Hi. math.stackexchange.com/questions/1225276/… gets downvotes, but no critical comments, so I don´t know if the question is offtopic, not precise enough, or too trivial, or what. Help?!? Otherwise I´ll delete it (and possibly leave the site for good).

@r9m It's not hard as I can see ...

Middle Tennessee State University

@teadawg1337 Good for you!

@Chris'ssis hard ? not at all .. its 'kawaiii' :D

@r9m What is kawaiii?

@TheBlastOne It could be people who dislike the field of statistics

@Chris'ssis ah .. means 'cute' (Jap)

@r9m Ah, I see. :-)

@Eyes That´d include me, but I can´t downvote my own question ;)

should i re-post at the statistics SE site?

@TheBlastOne I always get lots of downvotes on my questions without any feedback or anything, so don't take it personally

It already helps if you ack that the question is wellformed enough to exist. I can live with downs as long as I have a chance for an answer (or constructive comment).

BBL

$$\displaystyle \prod\limits_{n \ge 0} \left(1 - \frac{2^{2^n}}{2^{2^{n+1}}+1}\right)=\displaystyle \prod\limits_{n \ge 0} \left(1 - \frac{1}{2^{2^{n}}+2^{-2^{n}}}\right)$$

The giant Pi symbol is for multiplying?

Yes @ᴇʏᴇs

How come there is $n \geq 0$ at the bottom of the symbol instead of $n=0$ and then $\infty$ above it

Then $$\prod\limits_{n \ge 0} \left(1 - \frac{1}{2^{2^{n}}+2^{-2^{n}}}\right)=\prod\limits_{n \ge 0} \left(\frac{2^{2^{n}}+2^{-2^{n}}-1}{2^{2^{n}}+2^{-2^{n}}}\right)$$

Then we can think of the simple fact that $(x-1)(x+1)=x^2-1$ or $\displaystyle x-1=\frac{x^2-1}{x+1}$.

Now, set, say , $x=2^{2^{n}}+2^{-2^{n}}$, and Mathematica showed me that (well, no need for Mathematica)

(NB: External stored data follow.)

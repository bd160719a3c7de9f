//! Outbound adapters implementing the inventory store port.
//!
//! - **persistence**: PostgreSQL via Diesel, the production store.
//! - **memory**: process-local tables for tests and dry runs.
//!
//! Adapters translate rows; they hold no business rules.

pub mod memory;
pub mod persistence;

(excepting the latex part)

$$x^2-1=2^{2^{n+1}}+2^{-2^{n+1}}+1$$

and $$x+1=2^{2^{n}}+2^{-2^{n}}+1$$

On the other hand

if we denote $y=2^{2^{n}}+2^{-2^{n}}$, then ... (wait a bit)

@Chris'ssis please .. no spoilers please :P it's a journal problem :-) others might be trying it :D

Ready to continue now since we do nothing but what we did before, slightly modified.

@r9m What do you mean? I can show you such products I attended in the past with the date when I posted them. :-)

@Chris'ssis I did too :-) (I answered a similar question once .. close enough)

@r9m Well, I already put the main problem. I'm sure people already sent tons of solutions.

@Chris'ssis yes ofcourse !! :-)

So, we have that $$y=2^{2^{n}}+2^{-2^{n}}=\frac{2^{2^{n+1}}-2^{-2^{n+1}}}{2^{2^{n}}-2^{-2^{n}}}$$

From here the problem is almost done.

I think the final result is $3/7$ (unless I made some calculation mistake)

$$\prod\limits_{n \ge 0} \left(\frac{2^{2^{n}}+2^{-2^{n}}-1}{2^{2^{n}}+2^{-2^{n}}}\right)=\lim_{N \to \infty}\prod\limits_{n \ge 0}^N\frac{2^{2^{n+1}}+2^{-2^{n+1}}+1}{2^{2^{n}}+2^{-2^{n}}+1}\cdot \prod\limits_{n \ge 0}^N \frac{2^{2^{n+1}}-2^{-2^{n+1}}}{2^{2^{n}}-2^{-2^{n}}}$$

Something is not good. WAIT!

$$\prod\limits_{n \ge 0} \left(\frac{2^{2^{n}}+2^{-2^{n}}-1}{2^{2^{n}}+2^{-2^{n}}}\right)=\lim_{N \to \infty}\prod\limits_{n \ge 0}^N\frac{2^{2^{n+1}}+2^{-2^{n+1}}+1}{2^{2^{n}}+2^{-2^{n}}+1}\cdot \prod\limits_{n \ge 0}^N \frac{2^{2^{n}}-2^{-2^{n}}}{2^{2^{n+1}}-2^{-2^{n+1}}}$$

use $x_n = 2^{2^n}+2^{-2^n}$, for ease of writing :-)

@r9m I use f(n) and g(n)

okay .. whatever is easier to typeset for you :)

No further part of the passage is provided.